In her style and presentation of these ideas, Nathalie created a buzz in the seminar, and proceeded to the conclusion of this section of the meeting by summarising the difference between Freud’s and Lacan’s relation to the holes in this dream. “Unlike Freud, Lacan no longer treats the text on the basis of its holes, but as a text in itself. It says something that usually goes unnoticed. Lacan reads the text of the dream, together with the elision of clauses, he takes the absurdity of the dream literally and does not rush to plug the gaps. Rather, he considers the elision as a means of producing a new sense, certainly absurd, but new, and in doing so he makes accessible something that most of the time must remain hidden.”

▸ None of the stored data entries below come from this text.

impl Chord {
    pub fn new(key: PitchClass, mode: Mode, scale_degree: u8, quality: ChordQuality) -> Self {
        Chord {
            key,
            mode,
            scale_degree,
            quality,
            extensions: Extensions::default(),
            start_beat: 0.0,
            duration: default_duration(),
        }
    }

    /// Import a chord-symbol label ("C", "F#m", "Gmaj7", "Dm7b5", "G7b9",
    /// "Csus4add9") into `key`/`mode`. Never fails: "N" (no chord) and empty
    /// labels become C major, an unreadable root becomes C major with a
    /// warning, and an unknown suffix is guessed from its markers.
    ///
    /// A diatonic root gets its scale degree in `key`. A chromatic root
    /// becomes degree 1 of its own key, so `root()` is still right.
    pub fn from_symbol(label: &str, key: PitchClass, mode: Mode) -> Chord {
        let label = label.trim();
        let (root, quality, extensions) = if label.is_empty() || label == "N" {
            (PitchClass::C, ChordQuality::Major, Extensions::default())
        } else {
            let (root_text, suffix) = split_root(label);
            match root_text.parse::<PitchClass>() {
                Ok(root) => {
                    let (quality, extensions) = parse_suffix(suffix);
                    (root, quality, extensions)
                }
                Err(_) => {
                    log::warn!("unreadable chord label {label:?}, using C major");
                    (PitchClass::C, ChordQuality::Major, Extensions::default())
                }
            }
        };

        let chord = match (1..=7).find(|&d| scale_degree_pitch(key, mode, d) == root) {
            Some(degree) => Chord::new(key, mode, degree, quality),
            None => {
                log::debug!("{label:?} is chromatic in {key} {mode:?}");
                Chord::new(root, mode, 1, quality)
            }
        };
        chord.with_extensions(extensions)
    }

    /// Copy placed at a different spot on the timeline.
    pub fn at(self, start_beat: f64, duration: f64) -> Self {
        Chord {
            start_beat,
            duration,
            ..self
        }
    }

    pub fn with_extensions(self, extensions: Extensions) -> Self {
        Chord { extensions, ..self }
    }

    /// Root pitch class from key, mode, and scale degree.
    pub fn root(&self) -> PitchClass {
        scale_degree_pitch(self.key, self.mode, self.scale_degree)
    }

    /// End of the chord on the timeline.
    pub fn end_beat(&self) -> f64 {
        self.start_beat + self.duration
    }

    /// Chord symbol such as "G7", "F#m", "Bdim", "Csus4", "Dm7b5".
    pub fn symbol(&self) -> String {
        format!(
            "{}{}{}",
            self.root().name(),
            self.quality.suffix(),
            self.extensions.suffix()
        )
    }

    /// Roman numeral relative to the chord's key: "I", "ii", "vii°", "V7".
    pub fn roman(&self) -> String {
        const NUMERALS: [&str; 7] = ["I", "II", "III", "IV", "V", "VI", "VII"];
        let index = (self.scale_degree as i32 - 1).rem_euclid(7) as usize;
        let numeral = match self.quality.triad() {
            ChordQuality::Minor | ChordQuality::Diminished => NUMERALS[index].to_lowercase(),
            _ => NUMERALS[index].to_string(),
        };
        format!("{numeral}{}", self.quality.roman_figure())
    }

    /// The same scale degree re-targeted to another key and mode, with its
    /// quality re-derived from the diatonic table. Seventh chords stay
    /// seventh chords (at their extension level where the new quality has
    /// one); extension flags are kept.
    pub fn in_key(&self, key: PitchClass, mode: Mode) -> Chord {
        let seventh = self.quality.has_seventh();
        let quality = diatonic_quality(mode, self.scale_degree, seventh)
            .extended_to(self.quality.extension_level());
        Chord {
            key,
            mode,
            quality,
            ..*self
        }
    }

    /// The bare triad: sevenths, extensions, and all flags removed.
    pub fn skeleton(&self) -> Chord {
        Chord {
            quality: self.quality.triad(),
            extensions: Extensions::default(),
            ..*self
        }
    }
}
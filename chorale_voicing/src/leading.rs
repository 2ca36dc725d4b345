// Voice leading: choose the next voicing given the previous one.
//
// The bass always takes the chord root, fitted into the bass range; only the
// tenor, alto, and soprano are searched. The search space:
//
// 1. Pitch-class assignments. Every (tenor, alto, soprano) triple drawn from
//    the chord's non-root classes, doublings and omissions included. Leaving
//    out a fifth is sometimes the only way around a parallel; the common-tone
//    and motion terms decide between complete and incomplete chords.
// 2. Best-fit placement. Each assigned class goes to the octave, within the
//    voice's range, nearest that voice's previous pitch.
// 3. Octave variants. Each upper voice on its own moved up or down an octave,
//    when that stays in range.
//
// Every candidate is scored with `score_voicing` and the best wins. Ties go
// to the smaller total motion, then to enumeration order, so the result is
// a pure function of the inputs.
//
// Scoring terms (weights in `LeadingWeights`, defaults shown):
// - motion:               -2 per semitone per voice
// - parallel fifths:      -1000 per voice pair (validator's 7-or-5 test)
// - parallel octaves:     -1000 per voice pair
// - doubled leading tone: -500
// - common tone retained: +50 per voice keeping its pitch class
// - contrary outer voices: +100 when soprano and bass move opposite ways
// - voice crossing:       0 (off by default, available to configs)
//
// With no previous voicing there is nothing to score; generator.rs voices
// the chord by convention instead.

use serde::{Deserialize, Serialize};

use crate::chord::Chord;
use crate::config::EngineConfig;
use crate::counterpoint::{
    VOICE_PAIRS, crossed_pairs, doubled_leading_tone, parallel_fifths, parallel_octaves,
};
use crate::generator::generate_default;
use crate::pitch::{PitchClass, candidate_pitches, fit_pitch_class, interval, nearest_to};
use crate::resolver::{PitchSet, resolve};
use crate::voicing::{Voice, VoiceRanges, Voicing};

/// Weights for the voice-leading score. Tunable through `EngineConfig`.
#[derive(Debug, Clone, Copy, PartialEq, Eq, Serialize, Deserialize)]
#[serde(default, rename_all = "camelCase")]
pub struct LeadingWeights {
    pub motion_per_semitone: i32,
    pub parallel_fifths: i32,
    pub parallel_octaves: i32,
    pub doubled_leading_tone: i32,
    pub common_tone: i32,
    pub contrary_outer_motion: i32,
    pub voice_crossing: i32,
}

impl Default for LeadingWeights {
    fn default() -> Self {
        LeadingWeights {
            motion_per_semitone: -2,
            parallel_fifths: -1000,
            parallel_octaves: -1000,
            doubled_leading_tone: -500,
            common_tone: 50,
            contrary_outer_motion: 100,
            voice_crossing: 0,
        }
    }
}

/// A candidate with its score and total motion.
#[derive(Debug, Clone, Copy, PartialEq, Eq)]
pub struct ScoredVoicing {
    pub voicing: Voicing,
    pub score: i32,
    pub motion: u32,
}

/// Score `candidate` as the successor of `previous` in `key`.
pub fn score_voicing(
    candidate: &Voicing,
    previous: &Voicing,
    key: PitchClass,
    weights: &LeadingWeights,
) -> i32 {
    let mut score = weights.motion_per_semitone * candidate.total_motion(previous) as i32;

    for (v1, v2) in VOICE_PAIRS {
        if parallel_fifths(previous, candidate, v1, v2) {
            score += weights.parallel_fifths;
        }
        if parallel_octaves(previous, candidate, v1, v2) {
            score += weights.parallel_octaves;
        }
    }

    if doubled_leading_tone(candidate, key) {
        score += weights.doubled_leading_tone;
    }

    for voice in Voice::ALL {
        if candidate.pitch_class(voice) == previous.pitch_class(voice) {
            score += weights.common_tone;
        }
    }

    let soprano = interval::direction(previous.soprano, candidate.soprano);
    let bass = interval::direction(previous.bass, candidate.bass);
    if soprano != 0 && bass != 0 && soprano != bass {
        score += weights.contrary_outer_motion;
    }

    score += weights.voice_crossing * crossed_pairs(candidate).len() as i32;

    score
}

/// Voice `chord`, leading from `previous` when there is one.
pub fn next_voicing(chord: &Chord, previous: Option<&Voicing>, config: &EngineConfig) -> Voicing {
    let set = resolve(chord);
    match previous {
        None => generate_default(&set, &config.ranges),
        Some(prev) => lead(&set, prev, chord.key, config).voicing,
    }
}

/// Run the search for a resolved chord and return the winner.
pub fn lead(set: &PitchSet, previous: &Voicing, key: PitchClass, config: &EngineConfig) -> ScoredVoicing {
    let candidates = candidates(set, previous, &config.ranges);
    log::trace!("scoring {} candidate voicings", candidates.len());

    let mut best: Option<ScoredVoicing> = None;
    for voicing in candidates {
        let scored = ScoredVoicing {
            voicing,
            score: score_voicing(&voicing, previous, key, &config.weights),
            motion: voicing.total_motion(previous),
        };
        let better = match &best {
            None => true,
            Some(b) => scored.score > b.score || (scored.score == b.score && scored.motion < b.motion),
        };
        if better {
            best = Some(scored);
        }
    }

    // The candidate list always holds at least the base placement of one
    // assignment; the fallback only covers that invariant breaking.
    let best = best.unwrap_or_else(|| {
        let voicing = generate_default(set, &config.ranges);
        ScoredVoicing {
            voicing,
            score: score_voicing(&voicing, previous, key, &config.weights),
            motion: voicing.total_motion(previous),
        }
    });
    log::debug!("chose {} (score {}, motion {})", best.voicing.summary(), best.score, best.motion);
    best
}

/// Every voicing the search considers, in enumeration order.
pub fn candidates(set: &PitchSet, previous: &Voicing, ranges: &VoiceRanges) -> Vec<Voicing> {
    let bass = fit_pitch_class(set.root(), ranges.bass);
    let mut out = Vec::new();

    for [tenor, alto, soprano] in assignments(set) {
        let place = |voice: Voice, pc: PitchClass| best_fit(pc, voice, previous, ranges);
        let base = Voicing {
            soprano: place(Voice::Soprano, soprano),
            alto: place(Voice::Alto, alto),
            tenor: place(Voice::Tenor, tenor),
            bass,
        };
        out.push(base);

        for voice in Voice::UPPER {
            let range = ranges.get(voice);
            let pitch = base.get(voice) as i16;
            for shifted in [pitch - 12, pitch + 12] {
                if (0..=127).contains(&shifted) && range.contains(shifted as u8) {
                    out.push(base.with(voice, shifted as u8));
                }
            }
        }
    }
    out
}

/// Every (tenor, alto, soprano) triple over the non-root classes.
fn assignments(set: &PitchSet) -> Vec<[PitchClass; 3]> {
    let upper: &[PitchClass] = if set.upper().is_empty() {
        &set.classes()[..1]
    } else {
        set.upper()
    };

    let mut out = Vec::with_capacity(upper.len().pow(3));
    for &tenor in upper {
        for &alto in upper {
            for &soprano in upper {
                out.push([tenor, alto, soprano]);
            }
        }
    }
    out
}

/// The in-range octave of `pc` nearest the voice's previous pitch.
fn best_fit(pc: PitchClass, voice: Voice, previous: &Voicing, ranges: &VoiceRanges) -> u8 {
    let range = ranges.get(voice);
    nearest_to(&candidate_pitches(pc, range), previous.get(voice))
        .unwrap_or_else(|| fit_pitch_class(pc, range))
}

Then it was Susana Huler’s turn to take the floor, and to give us another chance to appreciate how this novel tack away from Oedipus can work out in practice. She spoke about a case in her clinic – a successful woman who knows a lot about therapy. Susana’s analytic interventions refused to allow her analysand to find refuge in the sleep of complacent self-interpretations, and she showed us the vivacity of her own style and her use of the variable-length sessions to keep her patient alert to life: standing, to end the session she replied to her patient’s self-interpretation with “it is not because you love him that he will die [like your father], but because, like everything that exists, he can cease to exist”. The analysand said (although not in reply to this, but at another time) “what happens to me here is absurd. But empathy holds us back. Empathy makes life easy and comfortable, but not effective. I think it helps that you are not empathetic.”

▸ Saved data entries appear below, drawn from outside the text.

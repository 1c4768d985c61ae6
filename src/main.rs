mod app;
mod auth;
mod clock;
mod config;
mod error;
mod response;
mod routes;
mod state;
mod validation;

use crate::{config::AppConfig, state::AppState};

#[tokio::main]
async fn main() -> anyhow::Result<()> {
    dotenvy::dotenv().ok();

    let env_filter = std::env::var("RUST_LOG")
        .unwrap_or_else(|_| "authgate=debug,axum=info,tower_http=info".to_string());
    let json_logs = std::env::var("LOG_FORMAT")
        .map(|v| v == "json")
        .unwrap_or(false);

    if json_logs {
        tracing_subscriber::fmt()
            .with_env_filter(env_filter)
            .with_target(false)
            .json()
            .init();
    } else {
        tracing_subscriber::fmt().with_env_filter(env_filter).init();
    }

    let config = AppConfig::from_env()?;
    let (host, port) = (config.host.clone(), config.port);
    let state = AppState::init(config).await?;

    app::serve(app::build_app(state), &host, port).await
}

Finally, Veronique Voruz invited us to consider the way that three different supervisors kept her alert to the real at stake for her young patient who in turn responded to one of these reorientations (‘faut pas rêver’ – get real) by saying something of her intimate truth. The analyst was so struck by how real this declaration was that she thanked the girl for telling her something so true about herself, and thus welcomed and validated it. This then made it possible for the girl to begin to bring further ‘vital’ disclosures, which in turn made it possible for her to talk about her experience with the real and her body. Later, the girl asked her analyst to apologise to her previous therapist on her behalf for not having told her these vital things. Both presentations showed us the parts that can be reached by this particular orientation of our analytic tradition, the roots of which can be traced to Seminar 6.

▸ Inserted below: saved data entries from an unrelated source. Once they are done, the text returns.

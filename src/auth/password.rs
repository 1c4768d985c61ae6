use argon2::{
    password_hash::{PasswordHash, PasswordHasher, PasswordVerifier, SaltString},
    Argon2,
};
use rand::rngs::OsRng;
use tracing::error;

/// Argon2id PHC string for `plain`, salted per call.
pub fn hash_password(plain: &str) -> anyhow::Result<String> {
    let salt = SaltString::generate(&mut OsRng);
    Argon2::default()
        .hash_password(plain.as_bytes(), &salt)
        .map(|hash| hash.to_string())
        .map_err(|e| {
            error!(error = %e, "argon2 hash_password error");
            anyhow::anyhow!("password hashing failed: {e}")
        })
}

/// `Ok(false)` on mismatch; `Err` only when the stored hash is unreadable.
pub fn verify_password(plain: &str, stored_hash: &str) -> anyhow::Result<bool> {
    let parsed = PasswordHash::new(stored_hash).map_err(|e| {
        error!(error = %e, "argon2 parse hash error");
        anyhow::anyhow!("stored password hash is malformed: {e}")
    })?;
    Ok(Argon2::default()
        .verify_password(plain.as_bytes(), &parsed)
        .is_ok())
}

#[cfg(test)]
mod tests {
    use super::*;

    #[test]
    fn hash_and_verify_roundtrip() {
        let hash = hash_password("Secret123").expect("hashing should succeed");
        assert!(verify_password("Secret123", &hash).expect("verify should succeed"));
    }

    #[test]
    fn verify_rejects_wrong_password() {
        let hash = hash_password("Secret123").expect("hashing should succeed");
        assert!(!verify_password("secret123", &hash).expect("verify should not error"));
    }

    #[test]
    fn same_password_hashes_differently_and_never_in_clear() {
        let a = hash_password("Secret123").unwrap();
        let b = hash_password("Secret123").unwrap();
        assert_ne!(a, b);
        assert!(a.starts_with("$argon2"));
        assert!(!a.contains("Secret123"));
    }

    #[test]
    fn verify_errors_on_malformed_hash() {
        let err = verify_password("anything", "not-a-valid-hash").unwrap_err();
        assert!(err.to_string().contains("malformed"));
    }
}
use serde::{Deserialize, Serialize};
use time::OffsetDateTime;

use crate::{
    auth::services::Principal,
    error::FieldErrors,
    validation::{Checks, Validate},
};

/// Scheme name returned with every issued token.
pub const TOKEN_TYPE: &str = "Bearer";

/// Request body for user registration.
#[derive(Debug, Deserialize)]
pub struct SignupRequest {
    #[serde(default)]
    pub username: String,
    #[serde(default)]
    pub email: String,
    #[serde(default)]
    pub password: String,
}

impl Validate for SignupRequest {
    fn validate(&self) -> Result<(), FieldErrors> {
        Checks::new()
            .not_blank("username", &self.username)
            .length("username", &self.username, 3, 20)
            .not_blank("email", &self.email)
            .max_length("email", &self.email, 50)
            .email("email", &self.email)
            .not_blank("password", &self.password)
            .length("password", &self.password, 6, 40)
            .finish()
    }
}

/// Request body for login.
#[derive(Debug, Deserialize)]
pub struct LoginRequest {
    #[serde(default)]
    pub username: String,
    #[serde(default)]
    pub password: String,
}

impl Validate for LoginRequest {
    fn validate(&self) -> Result<(), FieldErrors> {
        Checks::new()
            .not_blank("username", &self.username)
            .not_blank("password", &self.password)
            .finish()
    }
}

/// Returned after a successful signin.
#[derive(Debug, Serialize)]
#[serde(rename_all = "camelCase")]
pub struct JwtResponse {
    pub access_token: String,
    pub token_type: &'static str,
    pub id: i64,
    pub username: String,
    pub email: String,
}

impl JwtResponse {
    pub fn new(access_token: String, principal: Principal) -> Self {
        Self {
            access_token,
            token_type: TOKEN_TYPE,
            id: principal.id,
            username: principal.username,
            email: principal.email,
        }
    }
}

/// Public part of the user returned to the client.
#[derive(Debug, Serialize)]
#[serde(rename_all = "camelCase")]
pub struct UserInfoResponse {
    pub id: i64,
    pub username: String,
    pub email: String,
    #[serde(with = "time::serde::rfc3339")]
    pub created_at: OffsetDateTime,
}

impl From<Principal> for UserInfoResponse {
    fn from(p: Principal) -> Self {
        Self {
            id: p.id,
            username: p.username,
            email: p.email,
            created_at: p.created_at,
        }
    }
}

#[cfg(test)]
mod tests {
    use time::macros::datetime;

    use super::*;

    fn principal() -> Principal {
        Principal {
            id: 7,
            username: "alice".into(),
            email: "alice@x.com".into(),
            created_at: datetime!(2024-03-01 12:00 UTC),
        }
    }

    #[test]
    fn jwt_response_uses_camel_case_and_fixed_type() {
        let json = serde_json::to_value(JwtResponse::new("tok".into(), principal())).unwrap();
        assert_eq!(json["accessToken"], "tok");
        assert_eq!(json["tokenType"], "Bearer");
        assert_eq!(json["id"], 7);
        assert_eq!(json["username"], "alice");
    }

    #[test]
    fn user_info_has_rfc3339_created_at() {
        let json = serde_json::to_value(UserInfoResponse::from(principal())).unwrap();
        assert_eq!(json["createdAt"], "2024-03-01T12:00:00Z");
        assert!(json.get("passwordHash").is_none());
    }

    #[test]
    fn signup_rules() {
        let ok = SignupRequest {
            username: "alice".into(),
            email: "alice@x.com".into(),
            password: "Secret123".into(),
        };
        assert!(ok.validate().is_ok());

        let bad = SignupRequest {
            username: "al".into(),
            email: "not-an-email".into(),
            password: "123".into(),
        };
        let errs = bad.validate().unwrap_err();
        assert_eq!(
            errs.keys().copied().collect::<Vec<_>>(),
            vec!["email", "password", "username"]
        );
    }

    #[test]
    fn login_requires_both_fields() {
        let errs = LoginRequest {
            username: String::new(),
            password: " ".into(),
        }
        .validate()
        .unwrap_err();
        assert!(errs.contains_key("username"));
        assert!(errs.contains_key("password"));
    }
}
use std::sync::Arc;

use anyhow::Context;
use sqlx::postgres::PgPoolOptions;

use crate::{
    auth::{
        jwt::TokenService,
        memory::MemoryUserStore,
        repo::{PgUserStore, UserStore},
    },
    clock::{Clock, SystemClock},
    config::AppConfig,
};

#[derive(Clone)]
pub struct AppState {
    pub users: Arc<dyn UserStore>,
    pub tokens: Arc<TokenService>,
    pub clock: Arc<dyn Clock>,
}

impl AppState {
    pub async fn init(config: AppConfig) -> anyhow::Result<Self> {
        let users: Arc<dyn UserStore> = match &config.database_url {
            Some(url) => {
                let db = PgPoolOptions::new()
                    .max_connections(10)
                    .connect(url)
                    .await
                    .context("connect to database")?;
                sqlx::migrate!("./migrations")
                    .run(&db)
                    .await
                    .context("run migrations")?;
                tracing::info!("using postgres user store");
                Arc::new(PgUserStore::new(db))
            }
            None => {
                tracing::warn!("DATABASE_URL not set; users are kept in memory and lost on restart");
                Arc::new(MemoryUserStore::new())
            }
        };

        Ok(Self::from_parts(&config, users, Arc::new(SystemClock)))
    }

    pub fn from_parts(config: &AppConfig, users: Arc<dyn UserStore>, clock: Arc<dyn Clock>) -> Self {
        let tokens = Arc::new(TokenService::new(&config.jwt, clock.clone()));
        Self {
            users,
            tokens,
            clock,
        }
    }

    #[cfg(test)]
    pub fn fake(ttl_seconds: i64, clock: Arc<dyn Clock>) -> Self {
        Self::from_parts(
            &AppConfig::for_tests(ttl_seconds),
            Arc::new(MemoryUserStore::new()),
            clock,
        )
    }
}

#[cfg(test)]
mod tests {
    use time::Duration;

    use super::*;
    use crate::clock::ManualClock;

    #[test]
    fn from_parts_hands_jwt_settings_to_the_token_service() {
        let clock = Arc::new(ManualClock::starting_now());
        let state = AppState::from_parts(
            &AppConfig::for_tests(30),
            Arc::new(MemoryUserStore::new()),
            clock.clone(),
        );

        let claims = state.tokens.verify(&state.tokens.issue("alice").unwrap()).unwrap();
        assert_eq!(claims.iss, "test-issuer");
        assert_eq!(claims.aud, "test-aud");
        assert_eq!(claims.exp - claims.iat, 30);

        clock.advance(Duration::seconds(30));
        assert_eq!(state.clock.now(), clock.now());
    }
}
use crate::state::AppState;
use axum::Router;

pub mod claims;
pub mod dto;
pub mod extractors;
pub mod handlers;
pub mod jwt;
pub mod memory;
pub mod password;
pub mod repo;
pub mod repo_types;
pub mod services;

pub fn router() -> Router<AppState> {
    Router::new().nest("/api/auth", handlers::auth_routes())
}
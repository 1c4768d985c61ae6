pub mod health;
pub mod home;
pub mod user;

Each case presentation, in its own style, showed the inventiveness and verve of each analyst (more examples: one went to visit a school to change their decision about removing the child to a school for ‘rejects’, the other welcomed the analysand’s partner into the session to hear her accusations against the analyst). And after this invigorating seminar, the members of the London Society gathered round the table to discuss the results of the work of the ‘flash cartel’ (or ‘fulgurant’ which also translates as ‘lightning’), which had given a careful reading to Chapters 20 and 21 of Seminar 6. More energy pulsed through the group and in writing this now, I am reminded of the exchange in the afternoon seminar, between analyst and her young analysand: the girl expressed a wish to get a job where she could bring inanimate objects to life with electricity, the analyst replied that electricity was to objects what speech was to humans.




[1] J.-A. Miller, “The Other without Other”, Hurly Burly Vol 10.

[2] S. Freud, “Formulations on the Two Principles of Mental Functioning” [1911], S.E. Vol. 12, p.225.

[3] S. Freud, The Interpretation of Dreams [1900], P.F.L. Vol. 4, p. 559-60.
[4] J. Lacan, Le Séminaire, livre VI, Le désir et son interpretation, 1958-9, Éditions de La Martinière, 2013. See especially pp. 70-78 and 112-124, supplemented by reading pp.127-146.